→ What the task requires
Check each line of the material below for "rising". Report how many have it, with no other words.

→ Source information

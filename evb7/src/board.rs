//! Hardware the device is assembled from.
//!
//! A [`Board`] hands out each collaborator on request and takes it back at
//! teardown, so the device controls the acquisition and release order.
use crate::fpga::RegisterMap;
use crate::{RegisterBus, Result};

/// Digital outputs wired to the transceiver.
#[derive(Clone, Copy, Debug, PartialEq, Eq, Hash, PartialOrd, Ord)]
pub enum Pin {
    Reset,
    RxEnable,
    TxEnable,
}

impl Pin {
    pub const ALL: [Pin; 3] = [Pin::Reset, Pin::RxEnable, Pin::TxEnable];
}

pub trait PinController {
    fn set_level(&mut self, pin: Pin, high: bool) -> Result<()>;
    /// Stop driving the pin and give the line back.
    fn release_pin(&mut self, pin: Pin) -> Result<()>;
}

/// Transfer direction of a DMA engine, named from the memory side.
#[derive(Clone, Copy, Debug, PartialEq, Eq, Hash)]
pub enum DmaDirection {
    /// Memory to stream, host to FPGA
    Mm2s,
    /// Stream to memory, FPGA to host
    S2mm,
}

pub trait DmaEngine {
    type Handle;

    /// `None` when the engine at `index` is missing or already claimed.
    fn create(&mut self, index: usize, direction: DmaDirection) -> Option<Self::Handle>;
    fn reset(&mut self, handle: &mut Self::Handle) -> Result<()>;
    fn start(&mut self, handle: &mut Self::Handle) -> Result<()>;
    fn halt(&mut self, handle: &mut Self::Handle) -> Result<()>;
    fn destroy(&mut self, handle: Self::Handle);
}

pub trait Board {
    type Map: RegisterMap;
    type Bus: RegisterBus;
    type Pins: PinController;
    type Dma: DmaEngine;

    fn map_registers(&mut self) -> Result<Self::Map>;
    fn unmap_registers(&mut self, map: Self::Map);
    fn pins(&mut self) -> Result<Self::Pins>;
    fn open_bus(&mut self) -> Result<Self::Bus>;
    fn close_bus(&mut self, bus: Self::Bus);
    fn dma_engine(&mut self) -> Result<Self::Dma>;
}
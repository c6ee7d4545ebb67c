/* LMS7002M register fields and encodings
 *
 * Fields are (address, high bit, low bit), inclusive. Only the fields the
 * control plane touches are listed here.
 * */
use bitflags::bitflags;
use num_enum::{IntoPrimitive, TryFromPrimitive};

use crate::field::RegisterField;

// Name: [Addr, High, Low],
macro_rules! fields {
    (
        $($name:ident: [ $addr:literal, $high:literal, $low:literal ],)*
    ) => {
        $(pub const $name: RegisterField = RegisterField::new($addr, $high, $low);)*
    }
}

#[rustfmt::skip]
fields! {
    /* LimeLight & Top Level */
    RESETS:             [0x0020, 15,  2], // Active low logic/memory resets and RX/TX enables
    MAC:                [0x0020,  1,  0], // Channel select for shadowed registers
    SPIMODE:            [0x0021,  0,  0], // 0: 3 wire, 1: 4 wire
    LML2_TXNRXIQ:       [0x0023,  2,  2],
    LML1_TXNRXIQ:       [0x0023,  0,  0],
    LML2_MODE:          [0x0023,  5,  5], // 0: TRXIQ, 1: JESD207
    LML1_MODE:          [0x0023,  4,  4],
    MCLK2SRC:           [0x002B,  5,  4],
    MCLK1SRC:           [0x002B,  3,  2],
    TXDIVEN:            [0x002B,  1,  1],
    RXDIVEN:            [0x002B,  0,  0],
    TXTSPCLKA_DIV:      [0x002C, 15,  8],
    RXTSPCLKA_DIV:      [0x002C,  7,  0],
    VER:                [0x002F, 15, 11], // Chip version
    REV:                [0x002F, 10,  6], // Chip revision
    MASK:               [0x002F,  5,  0], // Mask revision
    /* AFE & BIAS */
    AFE:                [0x0082,  5,  0], // Power downs, see AfeFlags
    MUX_BIAS_OUT:       [0x0084, 12, 11],
    RP_CALIB_BIAS:      [0x0084, 10,  6], // Reference resistor trim
    /* CGEN */
    CGEN_CTRL:          [0x0086,  2,  0], // Enables, see CgenFlags
    FRAC_SDM_CGEN_LSB:  [0x0087, 15,  0],
    INT_SDM_CGEN:       [0x0088, 13,  4],
    FRAC_SDM_CGEN_MSB:  [0x0088,  3,  0],
    CLKH_OV_CLKL_CGEN:  [0x0089, 12, 11], // CLKL = CLKH / 2^n
    DIV_OUTCH_CGEN:     [0x0089, 10,  3], // Output divider = 2 * (n + 1)
    VCO_CMP_CGEN:       [0x008C, 13, 12], // Comparator readback, high/low
    /* TXTSP */
    EN_TXTSP:           [0x0200,  0,  0],
    HBI_OVR_TXTSP:      [0x0203, 14, 12], // Interpolation 2^(n+1), 7 = bypass
    TXTSP_BYP:          [0x0208,  8,  0], // See TxTspBypass
    SEL_TX:             [0x0240,  5,  2], // NCO FCW/PHO register select
    MODE_TX:            [0x0240,  0,  0], // 0: FCW mode, 1: PHO mode
    FCW0_HI_TX:         [0x0242, 15,  0],
    FCW0_LO_TX:         [0x0243, 15,  0],
    /* RXTSP */
    EN_RXTSP:           [0x0400,  0,  0],
    TSGCTRL_RXTSP:      [0x0400,  7,  2], // See TsgFlags
    HBD_OVR_RXTSP:      [0x0403, 14, 12], // Decimation 2^(n+1), 7 = bypass
    DC_REG_RXTSP:       [0x040B, 15,  0], // TSG DC value on write
    RSSI_RXTSP:         [0x040B, 15,  0], // ADC monitor on read
    RXTSP_BYP:          [0x040C,  7,  0], // See RxTspBypass
    SEL_RX:             [0x0440,  5,  2],
    MODE_RX:            [0x0440,  0,  0],
    FCW0_HI_RX:         [0x0442, 15,  0],
    FCW0_LO_RX:         [0x0443, 15,  0],
}

/// Highest RP_CALIB_BIAS code.
pub const RP_CALIB_BIAS_MAX: u16 = 31;

/// `HBD_OVR`/`HBI_OVR` value that bypasses the half band chain.
pub const HB_BYPASS: u16 = 7;

bitflags! {
    // Register 0x0082 bits 5..0, power downs are active high
    #[derive(Clone, Copy, Debug, PartialEq)]
    pub struct AfeFlags: u16 {
        const PD_AFE     = 1 << 5;
        const PD_RX_AFE1 = 1 << 4;
        const PD_RX_AFE2 = 1 << 3;
        const PD_TX_AFE1 = 1 << 2;
        const PD_TX_AFE2 = 1 << 1;
        const EN_G_AFE   = 1 << 0;
    }
}

bitflags! {
    // Register 0x0086 bits 2..0
    #[derive(Clone, Copy, Debug, PartialEq)]
    pub struct CgenFlags: u16 {
        const PD_VCO      = 1 << 2;
        const PD_VCO_COMP = 1 << 1;
        const EN_G        = 1 << 0;
    }
}

bitflags! {
    // Register 0x0208 bits 8..0
    #[derive(Clone, Copy, Debug, PartialEq)]
    pub struct TxTspBypass: u16 {
        const CMIX  = 1 << 8;
        const ISINC = 1 << 7;
        const GFIR3 = 1 << 6;
        const GFIR2 = 1 << 5;
        const GFIR1 = 1 << 4;
        const DC    = 1 << 3;
        const GC    = 1 << 1;
        const PH    = 1 << 0;
    }
}

bitflags! {
    // Register 0x040C bits 7..0
    #[derive(Clone, Copy, Debug, PartialEq)]
    pub struct RxTspBypass: u16 {
        const CMIX  = 1 << 7;
        const AGC   = 1 << 6;
        const GFIR3 = 1 << 5;
        const GFIR2 = 1 << 4;
        const GFIR1 = 1 << 3;
        const DC    = 1 << 2;
        const GC    = 1 << 1;
        const PH    = 1 << 0;
    }
}

bitflags! {
    // Register 0x0400 bits 7..2, shifted down to bit 0
    #[derive(Clone, Copy, Debug, PartialEq)]
    pub struct TsgFlags: u16 {
        const DCLDI   = 1 << 5; // Load DC_REG into I on rising edge
        const DCLDQ   = 1 << 4; // Load DC_REG into Q on rising edge
        const TSGFC   = 1 << 3;
        const TSGFCW  = 1 << 2;
        const TSGMODE = 1 << 1; // 0: NCO, 1: DC
        const INSEL   = 1 << 0; // 0: ADC, 1: test signal generator
    }
}

#[derive(Clone, Copy, Debug, PartialEq, IntoPrimitive, TryFromPrimitive)]
#[repr(u16)]
#[rustfmt::skip]
pub enum MacSelect {
    None = 0,
    A    = 1,
    B    = 2,
    AB   = 3,
}

impl From<crate::Channel> for MacSelect {
    fn from(ch: crate::Channel) -> Self {
        match ch {
            crate::Channel::A => MacSelect::A,
            crate::Channel::B => MacSelect::B,
        }
    }
}

#[derive(Clone, Copy, Debug, PartialEq, IntoPrimitive, TryFromPrimitive)]
#[repr(u16)]
#[rustfmt::skip]
pub enum MclkSource {
    TxTspDiv = 0,
    RxTspDiv = 1,
    TxTsp    = 2,
    RxTsp    = 3,
}

/// LML port sample direction as seen from the chip: a port carrying TX
/// samples receives IQ from the baseband.
#[derive(Clone, Copy, Debug, PartialEq, IntoPrimitive, TryFromPrimitive)]
#[repr(u16)]
#[rustfmt::skip]
pub enum LmlIqMode {
    TxIq = 0,
    RxIq = 1,
}

#[derive(Clone, Copy, Debug, PartialEq)]
pub enum LmlPort {
    One,
    Two,
}

#[test]
fn mac_codes() {
    assert_eq!(u16::from(MacSelect::from(crate::Channel::A)), 1);
    assert_eq!(u16::from(MacSelect::from(crate::Channel::B)), 2);
    assert_eq!(MacSelect::try_from(3).unwrap(), MacSelect::AB);
}

#[test]
fn afe_bits_fit_field() {
    assert_eq!(AfeFlags::all().bits(), AFE.mask());
    assert_eq!(TsgFlags::all().bits(), TSGCTRL_RXTSP.mask());
    assert_eq!(RxTspBypass::all().bits(), RXTSP_BYP.mask());
    assert_eq!(TxTspBypass::all().bits() | (1 << 2), TXTSP_BYP.mask());
}
// Physical register window through /dev/mem, one positioned access per word.
use std::fs::{File, OpenOptions};
use std::io::{Error, ErrorKind};
use std::os::unix::fs::FileExt;
use std::path::Path;

use crate::fpga::RegisterMap;
use crate::Result;

pub struct DevMem {
    file: File,
    base: u64,
    size: u64,
}

impl DevMem {
    pub fn open<P: AsRef<Path>>(path: P, base: u64, size: u64) -> Result<Self> {
        let file = OpenOptions::new().read(true).write(true).open(path)?;
        log::debug!("mapped {:#x}..{:#x}", base, base + size);
        Ok(Self { file, base, size })
    }

    fn position(&self, offset: u32) -> std::io::Result<u64> {
        let offset = u64::from(offset);
        if offset % 4 != 0 || offset + 4 > self.size {
            return Err(Error::new(
                ErrorKind::InvalidInput,
                format!("offset {:#x} outside {:#x} byte window", offset, self.size),
            ));
        }
        Ok(self.base + offset)
    }
}

impl RegisterMap for DevMem {
    fn read32(&mut self, offset: u32) -> Result<u32> {
        let mut word = [0; 4];
        self.file.read_exact_at(&mut word, self.position(offset)?)?;
        Ok(u32::from_le_bytes(word))
    }

    fn write32(&mut self, offset: u32, value: u32) -> Result<()> {
        self.file
            .write_all_at(&value.to_le_bytes(), self.position(offset)?)?;
        Ok(())
    }
}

→ Solution for this task
2